I’m not sure that anyone quite knows what to expect when you throw this combination of genres and words together, and least of all does one expect it to be the invention of a young Swiss trio living in the foothills of the Alps.

I think it is safe to say that the European music scene haves never seen a band like this before, and they have brought their unmistakably unique sound to the UK for a whirlwind non stop tour that has lasted twelve days, with their last night in Cork, Ireland. 

Until their live performance in Bristol (unfortunately I was late to watch them open for Bellowhead at the Roundhouse), I had only listened to them on scratchy and authentically rustic sounding records (of which they have five) and at first I was amazed to discover that the band were in fact only put together seven years ago.

…ranging from the guitar licks of the sixties to the thrashing sounds of punk in the eighties…

Their sound seemed to be a project of a bygone era. However if you listen more intently you can hear that they are a culminating force of influences, ranging from the guitar licks of the sixties to the thrashing sounds of punk in the eighties, they centre it around an eighteenth century French, Cajun base to produce that authentic grass roots sound that makes it their own. They are not after a crisp sound that shows off the perfection and price of their recording equipment. Instead they opt for a rough and raw, unpolished end product, courtesy of amplifiers from the sixties and slightly worn instruments to graze, muffle and take the sharp edge off their sound. It is replaced by the ‘scratchy rock n’ roll’ that Joni Mitchell identifies and the songs are pulse raising, foot stomping and infectious. 

I had the opportunity to interview this intriguing trio just before they performed at a peculiar venue called St Bonaventures Parish Social Hall in Bristol. The space itself is an unexpected treat and allowed for the personalised and warm community spirit that is needed for a band so willing and able to engage with their audience on such a personal level. By the end of the gig the band were in the middle of the room, handing over the prized banjo to a member of the audience as we all danced around them in ritualistic fashion. Robin (singer, guitarist and washboard player) later pointed out that they were playing with their amps turned down due to noise restrictions, though this didn’t seem to limit the contagion of dancing crowd members. Xavier (drummer) echoed through the room as Cyril (singer, fiddle, accordion) and Robin switched frantically between down South instruments. The energy was electric and impossible to resist. A natural charisma born of passion was the core of their performance.

…a sound that evokes the past joys of rock n’ roll but adds the edge of a twenty first century twist…

Earlier discussions with the band were centred mainly around the development and future of their music as well as their collaborations as I was desperate to know what inspired such a creation. Their most recent record, Bye Bye Bayou, was recorded in New York over eight days, a little longer than their usual time. This may have a little do with their collaboration with John Spencer for the record who had some specific ideas for the album.

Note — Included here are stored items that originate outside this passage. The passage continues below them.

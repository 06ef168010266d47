use std::{env, time::Duration};

use anyhow::{Context, Result};

#[derive(Debug, Clone)]
pub struct ServerConfig {
    pub host: String,
    pub port: u16,
}

#[derive(Debug, Clone)]
pub struct DatabaseConfig {
    pub url: String,
    pub max_connections: u32,
}

/// OpenAI-compatible chat completion endpoint used to classify utterances.
#[derive(Debug, Clone)]
pub struct ClassifierConfig {
    pub url: String,
    pub api_key: String,
    pub model: String,
    pub timeout: Duration,
}

#[derive(Debug, Clone)]
pub struct PaymentsConfig {
    pub url: String,
    pub secret_key: String,
    pub currency: String,
    pub timeout: Duration,
}

#[derive(Debug, Clone)]
pub struct PushConfig {
    pub url: String,
    pub server_key: String,
    pub timeout: Duration,
}

#[derive(Debug, Clone)]
pub struct AssistantConfig {
    pub pending_intent_ttl: Duration,
}

#[derive(Debug, Clone)]
pub struct CheckoutConfig {
    pub low_stock_threshold: i64,
}

#[derive(Debug, Clone)]
pub struct AppConfig {
    pub server: ServerConfig,
    pub database: DatabaseConfig,
    pub classifier: ClassifierConfig,
    pub payments: PaymentsConfig,
    pub push: PushConfig,
    pub assistant: AssistantConfig,
    pub checkout: CheckoutConfig,
}

fn var_or(name: &str, default: &str) -> String {
    env::var(name).unwrap_or_else(|_| default.to_string())
}

fn parsed_or<T>(name: &str, default: T) -> Result<T>
where
    T: std::str::FromStr,
    T::Err: std::error::Error + Send + Sync + 'static,
{
    match env::var(name) {
        Ok(raw) => raw
            .parse::<T>()
            .with_context(|| format!("Invalid value for {}: {:?}", name, raw)),
        Err(_) => Ok(default),
    }
}

fn secs_or(name: &str, default: u64) -> Result<Duration> {
    parsed_or(name, default).map(Duration::from_secs)
}

/// Loads the configuration from the process environment (after `.env`, see `bootstrap::init_env`).
/// Only `DATABASE_URL` is mandatory.
pub fn load() -> Result<AppConfig> {
    let database_url = env::var("DATABASE_URL").context("Missing environment variable DATABASE_URL")?;

    Ok(AppConfig {
        server: ServerConfig {
            host: var_or("SERVER_HOST", "0.0.0.0"),
            port: parsed_or("SERVER_PORT", 3000)?,
        },
        database: DatabaseConfig {
            url: database_url,
            max_connections: parsed_or("DATABASE_MAX_CONNECTIONS", 10)?,
        },
        classifier: ClassifierConfig {
            url: var_or("CLASSIFIER_URL", "https://api.groq.com/openai/v1"),
            api_key: var_or("CLASSIFIER_API_KEY", ""),
            model: var_or("CLASSIFIER_MODEL", "llama3-8b-8192"),
            timeout: secs_or("CLASSIFIER_TIMEOUT_SECS", 10)?,
        },
        payments: PaymentsConfig {
            url: var_or("PAYMENTS_URL", "https://api.stripe.com"),
            secret_key: var_or("PAYMENTS_SECRET_KEY", ""),
            currency: var_or("PAYMENTS_CURRENCY", "usd"),
            timeout: secs_or("PAYMENTS_TIMEOUT_SECS", 10)?,
        },
        push: PushConfig {
            url: var_or("PUSH_URL", "https://fcm.googleapis.com/fcm/send"),
            server_key: var_or("PUSH_SERVER_KEY", ""),
            timeout: secs_or("PUSH_TIMEOUT_SECS", 5)?,
        },
        assistant: AssistantConfig {
            pending_intent_ttl: secs_or("ASSISTANT_PENDING_INTENT_TTL_SECS", 300)?,
        },
        checkout: CheckoutConfig {
            low_stock_threshold: parsed_or("LOW_STOCK_THRESHOLD", 5)?,
        },
    })
}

None the less, they did not consider this a restriction, as he allowed them full artistic freedom. As this was one of the first occasions inviting outside influence into their music production, it can only be said that a mutually respected musical partnership can do wonders for creativity. They also had a several unused tracks after the session, which they may later release or perhaps bring back to the studio for another recording.

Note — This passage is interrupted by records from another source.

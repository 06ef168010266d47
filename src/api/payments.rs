use anyhow::Context;
use async_trait::async_trait;
use reqwest::{Client, RequestBuilder, Url};
use serde::Deserialize;

use crate::core::{app_error::AppError, config::PaymentsConfig};

/// Intent status reported by the processor once the customer has paid.
pub const INTENT_SUCCEEDED: &str = "succeeded";

/// Processor intent ids are opaque tokens such as `pi_3Nx...`.
pub fn is_valid_intent_id(id: &str) -> bool {
    !id.is_empty()
        && id.len() <= 255
        && id
            .chars()
            .all(|ch| ch.is_ascii_alphanumeric() || ch == '_')
}

fn checked_intent_id(id: &str) -> Result<&str, AppError> {
    if is_valid_intent_id(id) {
        Ok(id)
    } else {
        Err(AppError::BadRequest(format!(
            "Invalid payment reference \"{}\"",
            id
        )))
    }
}

#[derive(Deserialize, Debug, Clone, PartialEq, Eq)]
pub struct PaymentIntent {
    pub id: String,
    pub client_secret: Option<String>,
    pub status: String,
}

#[async_trait]
pub trait PaymentProcessor: Send + Sync {
    /// Name persisted as the payment's provider.
    fn provider(&self) -> &'static str;

    async fn create_intent(
        &self,
        amount_cents: i64,
        currency: &str,
        metadata: Vec<(String, String)>,
    ) -> Result<PaymentIntent, AppError>;

    async fn retrieve_intent(&self, id: &str) -> Result<PaymentIntent, AppError>;

    async fn cancel_intent(&self, id: &str) -> Result<(), AppError>;
}

pub struct StripePaymentProcessor {
    client: Client,
    config: PaymentsConfig,
}

impl StripePaymentProcessor {
    pub fn new(client: Client, config: PaymentsConfig) -> Self {
        Self { client, config }
    }

    /// Resolves `v1/payment_intents/<segments>` under the configured base URL.
    ///
    /// Segments are percent-encoded, so an id can never reach another path.
    fn intents_url(&self, segments: &[&str]) -> Result<Url, AppError> {
        let mut url = Url::parse(&self.config.url).context("Invalid payments URL")?;
        url.path_segments_mut()
            .map_err(|_| anyhow::anyhow!("Payments URL cannot be a base"))?
            .pop_if_empty()
            .extend(["v1", "payment_intents"])
            .extend(segments);
        Ok(url)
    }

    async fn send(&self, request: RequestBuilder) -> Result<PaymentIntent, AppError> {
        let intent = request
            .bearer_auth(&self.config.secret_key)
            .send()
            .await
            .and_then(|res| res.error_for_status())
            .map_err(|err| {
                tracing::warn!("Payment processor request failed: {}", err);
                AppError::ServiceUnreachable("PaymentProcessor".into())
            })?
            .json()
            .await
            .context("Failed to parse payment intent JSON")?;
        Ok(intent)
    }
}

#[async_trait]
impl PaymentProcessor for StripePaymentProcessor {
    fn provider(&self) -> &'static str {
        "stripe"
    }

    async fn create_intent(
        &self,
        amount_cents: i64,
        currency: &str,
        metadata: Vec<(String, String)>,
    ) -> Result<PaymentIntent, AppError> {
        let mut form = vec![
            ("amount".to_string(), amount_cents.to_string()),
            ("currency".to_string(), currency.to_string()),
        ];
        form.extend(
            metadata
                .into_iter()
                .map(|(key, value)| (format!("metadata[{}]", key), value)),
        );

        let request = self.client.post(self.intents_url(&[])?).form(&form);
        self.send(request).await
    }

    async fn retrieve_intent(&self, id: &str) -> Result<PaymentIntent, AppError> {
        let id = checked_intent_id(id)?;
        let request = self.client.get(self.intents_url(&[id])?);
        self.send(request).await
    }

    async fn cancel_intent(&self, id: &str) -> Result<(), AppError> {
        let id = checked_intent_id(id)?;
        let request = self.client.post(self.intents_url(&[id, "cancel"])?);
        self.send(request).await?;
        Ok(())
    }
}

One of my favourite records of theirs is the album collaborated with Hipbone Slim, who they had played a few tracks with the previous night in Oxford. Both artists are part of the Voodoo Rhythm Records collective, which has created a platform for rock n’ roll revival. Every artist on the label has a sound that evokes the past joys of rock n’ roll but adds the edge of a twenty first century twist – Mama Rosin could not be a more fitting band. They are soon to work with the French/Canadian band Moriarty, who are musically very different, but maintain the same attitude towards preserving musical identity, which appears of central importance to the band. I personally think that they are a band to be discovered and anyone that does will quickly find their world inescapable. They live a life dictated by their musical integrity and this is their greatest and most inspiring quality.